Background: Soil bacteria collectively known as Rhizobium, characterized by their ability to establish beneficial symbiosis with legumes, share several common characteristics with pathogenic bacteria when infecting the host plant. Recently, it was demonstrated that a fadD mutant of Sinorhizobium meliloti is altered in the control of swarming, a type of co-ordinated movement previously associated with pathogenicity, and is also impaired in nodulation efficiency on alfalfa roots. In the phytopathogen Xanthomonas campestris, a fadD homolog (rpfB) forms part of a cluster of genes involved in the regulation of pathogenicity factors. In this work, we have investigated the role in swarming and symbiosis of SMc02161, a S. meliloti fadD-linked gene.

Results: The SMc02161 locus in S. meliloti shows similarities with members of the Major Facilitator Superfamily (MFS) of transporters. A S. meliloti null-mutant shows increased sensitivity to chloramphenicol. This indication led us to rename the locus tep1 for transmembrane efflux protein. The lack of tep1 does not affect the appearance of swarming motility. Interestingly, nodule formation efficiency on alfalfa plants is improved in the tep1 mutant during the first days of the interaction though nod gene expression is lower than in the wild type strain. Curiously, a nodC mutation or the addition of N-acetyl glucosamine to the wild type strain lead to similar reductions in nod gene expression as in the tep1 mutant. Moreover, aminosugar precursors of Nod factors inhibit nodulation.

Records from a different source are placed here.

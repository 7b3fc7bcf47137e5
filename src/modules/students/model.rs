use serde::{Deserialize, Serialize};
use utoipa::ToSchema;

pub use schoolhub_models::principals::{
    CreateStudentDto, IssuedCredentials, PrincipalProfile, UpdateStudentDto,
};

/// Returned once, when the student is created.
#[derive(Debug, Clone, Serialize, Deserialize, ToSchema)]
#[serde(rename_all = "camelCase")]
pub struct StudentCreatedResponse {
    pub student: PrincipalProfile,
    pub credentials: IssuedCredentials,
}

Conclusion: tep1 putatively encodes a transmembrane protein which can confer chloramphenicol resistance in S. meliloti by expelling the antibiotic outside the bacteria. The improved nodulation of alfalfa but reduced nod gene expression observed in the tep1 mutant suggests that Tep1 transports compounds which influence nodulation. In contrast to Bradyrhizobium japonicum, we show that in S. meliloti there is no feedback regulation of nodulation genes. Moreover, the Nod factor precursor, N-acetyl glucosamine reduces nod gene expression and nodulation efficiency when present at millimolar concentrations. A role for Tep1 in the efflux of Nod factor precursors could explain the phenotypes associated with tep1 inactivation.

Figure 1

Effect of different concentrations of chloramphenicol on the growth of S. meliloti GR4 and GR4T1. Growth of GR4 (open symbols) and GR4T1 (tep1 mutant) (closed symbols) was tested in TY broth with 0 μg/ml (triangles), 25 μg/ml (diamonds) or 50 μg/ml (squares) chloramphenicol. A representative example from 3 independent experiments is shown.

Figure 2

Swarming motility of S. meliloti wild type and mutant strains. Swarming motility of GR4 (wt), GR4T1 (tep1 mutant), QS77 (fadD mutant) and QSTR1 (double mutant fadD, tep1) was tested on 0.7% agar minimal medium at 28°C.

Figure 3

Nodulation efficiency of S. meliloti GR4 (open diamonds) and GR4T1 (tep1 mutant) (closed squares). Mean values and standard errors (95% confidence) were calculated from three independent experiments.

Figure 4

Nodulation efficiency upon addition of different concentrations of Nod factor precursors. Just before inoculation with S. meliloti GR4, alfalfa plants were supplemented with 50 μM glucosamine (GA) (open squares), 5 mM glucosamine (filled squares), 50 μM N-acetyl glucosamine (NAGA) (open triangles), 5 mM N-acetyl glucosamine (closed triangles) or without the addition of Nod factor precursors (filled circles). A representative example from 3 independent experiments is shown.

Figure 5

Working model showing possible roles for Tep1 and their substrates. Cm, chloramphenicol; IM, inner membrane; OM, outer membrane.